Это мнение позже появляется в рассказе Лавкрафта «Некоторые факты о покойном Артуре Джермине и его семье», который начинается словами: «Жизнь отвратительна и ужасна сама по себе, и, тем не менее, на фоне наших скромных познаний о ней проступают порою такие дьявольские оттенки истины, что она кажется после этого отвратительней и ужасней во сто крат. Наука, увечащая наше сознание своими поразительными открытиями, возможно, станет скоро последним экспериментатором над особями рода человеческого — если мы сохранимся в качестве таковых, ибо мозг простого смертного вряд ли будет способен вынести изрыгаемые из тайников жизни бесконечные запасы дотоле неведомых ужасов» [Перевод Евгения Мусихина — прим. авт.]. Позднее он шире раскрыл это мнение в начале «Зова Ктулху».

 

Действие многих ваших работ так или иначе связано со снами, и вы не раз признавались, что это во многом обусловлено кошмарами, которые вы испытывали сами. Насколько точно сны попадают на страницы произведений? Есть ли среди рассказов такие, которые можно назвать пересказами этих кошмаров, или вам всегда приходится додумывать возникшие во сне идеи?

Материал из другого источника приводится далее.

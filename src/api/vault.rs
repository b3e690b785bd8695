//! Key Vault secret storage for per-device local-admin passwords
//!
//! One secret per device, named `<serial>-localAdminPassword`. Store and
//! retrieve derive the name through the same function so the two paths can
//! never target different secrets for the same device.

use chrono::{Duration, Utc};
use serde::Deserialize;

use super::client::ApiClient;
use super::ApiError;

const API_VERSION: &str = "7.4";
const SECRET_SUFFIX: &str = "-localAdminPassword";
const SECRET_TTL_DAYS: i64 = 90;

fn secret_name(device_key: &str) -> String {
    format!("{}{}", device_key, SECRET_SUFFIX)
}

fn secret_path(device_key: &str) -> String {
    format!(
        "/secrets/{}?api-version={}",
        urlencoding::encode(&secret_name(device_key)),
        API_VERSION
    )
}

fn secret_payload(value: &str) -> serde_json::Value {
    let expires = (Utc::now() + Duration::days(SECRET_TTL_DAYS)).timestamp();
    serde_json::json!({
        "value": value,
        "attributes": {
            "enabled": true,
            "exp": expires,
        }
    })
}

/// Store a device's password. The expiry attribute is set 90 days out.
pub async fn store_secret(
    client: &ApiClient,
    device_key: &str,
    value: &str,
) -> Result<(), ApiError> {
    let body = serde_json::to_vec(&secret_payload(value)).map_err(ApiError::Encoding)?;
    client.vault_put(&secret_path(device_key), body).await?;
    tracing::info!("stored secret for {}", device_key);
    Ok(())
}

#[derive(Debug, Deserialize)]
struct SecretBundle {
    value: Option<String>,
}

/// Retrieve a device's password as clear text. Held in memory only for
/// display; never persisted locally.
pub async fn retrieve_secret(client: &ApiClient, device_key: &str) -> Result<String, ApiError> {
    let resp = client.vault_get(&secret_path(device_key)).await?;
    let bundle: SecretBundle = resp.json().await.map_err(ApiError::Decode)?;
    bundle.value.ok_or(ApiError::InvalidResponse)
}

#[cfg(test)]
mod tests {
    use super::*;
    use crate::api::testing::test_client;
    use mockito::Server;

    #[test]
    fn test_secret_name_derivation() {
        assert_eq!(secret_name("C02XYZ123"), "C02XYZ123-localAdminPassword");
    }

    #[test]
    fn test_secret_path_percent_encodes_key() {
        let path = secret_path("SN 01/ab");
        assert_eq!(
            path,
            "/secrets/SN%2001%2Fab-localAdminPassword?api-version=7.4"
        );
    }

    #[test]
    fn test_secret_payload_attributes() {
        let payload = secret_payload("hunter2!");
        assert_eq!(payload["value"], "hunter2!");
        assert_eq!(payload["attributes"]["enabled"], true);

        let exp = payload["attributes"]["exp"].as_i64().unwrap();
        let lower = (Utc::now() + Duration::days(89)).timestamp();
        let upper = (Utc::now() + Duration::days(91)).timestamp();
        assert!(exp > lower && exp < upper);
    }

    #[tokio::test]
    async fn test_retrieve_secret_reads_value() {
        let mut server = Server::new_async().await;
        let _mock = server
            .mock("GET", "/secrets/C02XYZ123-localAdminPassword")
            .match_query(mockito::Matcher::UrlEncoded(
                "api-version".into(),
                "7.4".into(),
            ))
            .with_status(200)
            .with_header("content-type", "application/json")
            .with_body(r#"{"value": "Abc123!", "attributes": {"enabled": true}}"#)
            .create_async()
            .await;

        let client = test_client(&server.url());
        let secret = retrieve_secret(&client, "C02XYZ123").await.unwrap();
        assert_eq!(secret, "Abc123!");
    }

    #[tokio::test]
    async fn test_retrieve_secret_not_found() {
        let mut server = Server::new_async().await;
        let _mock = server
            .mock("GET", "/secrets/C02XYZ123-localAdminPassword")
            .match_query(mockito::Matcher::Any)
            .with_status(404)
            .with_body(r#"{"error": {"code": "SecretNotFound"}}"#)
            .create_async()
            .await;

        let client = test_client(&server.url());
        let err = retrieve_secret(&client, "C02XYZ123").await.unwrap_err();
        assert!(matches!(err, ApiError::Http(404)));
    }

    #[tokio::test]
    async fn test_retrieve_secret_without_value_is_invalid() {
        let mut server = Server::new_async().await;
        let _mock = server
            .mock("GET", "/secrets/C02XYZ123-localAdminPassword")
            .match_query(mockito::Matcher::Any)
            .with_status(200)
            .with_header("content-type", "application/json")
            .with_body(r#"{"attributes": {"enabled": true}}"#)
            .create_async()
            .await;

        let client = test_client(&server.url());
        let err = retrieve_secret(&client, "C02XYZ123").await.unwrap_err();
        assert!(matches!(err, ApiError::InvalidResponse));
    }

    #[tokio::test]
    async fn test_store_secret_puts_payload() {
        let mut server = Server::new_async().await;
        let mock = server
            .mock("PUT", "/secrets/C02XYZ123-localAdminPassword")
            .match_query(mockito::Matcher::UrlEncoded(
                "api-version".into(),
                "7.4".into(),
            ))
            .match_body(mockito::Matcher::PartialJsonString(
                r#"{"value": "Tr0ub4dor&3!", "attributes": {"enabled": true}}"#.to_string(),
            ))
            .with_status(200)
            .with_header("content-type", "application/json")
            .with_body(r#"{"value": "Tr0ub4dor&3!"}"#)
            .create_async()
            .await;

        let client = test_client(&server.url());
        store_secret(&client, "C02XYZ123", "Tr0ub4dor&3!")
            .await
            .unwrap();
        mock.assert_async().await;
    }

    #[tokio::test]
    async fn test_store_secret_conflict_maps_to_http_error() {
        let mut server = Server::new_async().await;
        let _mock = server
            .mock("PUT", "/secrets/C02XYZ123-localAdminPassword")
            .match_query(mockito::Matcher::Any)
            .with_status(409)
            .create_async()
            .await;

        let client = test_client(&server.url());
        let err = store_secret(&client, "C02XYZ123", "pw").await.unwrap_err();
        assert!(matches!(err, ApiError::Http(409)));
    }
}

Некоторые из моих рассказов были вдохновлены снами, и те частично попали на страницы в том же виде, в каком я эти сны запомнил. Конечно, сны — штука бредовая, и чтобы написать рассказ, я должен создать ощущение, что помимо распознаваемого сюжета они имеют какое-то тематическое значение, чего сны, к сожалению, никогда не предоставляли ни мне, ни какому-либо другому известному мне писателю. Среди некоторых примечательных примеров таких рассказов, написанных по снам, — «Коконы» в «Тератографе» и «Бунгало» (The Bungalow House) из сборника «Театр гротеска» (Teatro Grottesco).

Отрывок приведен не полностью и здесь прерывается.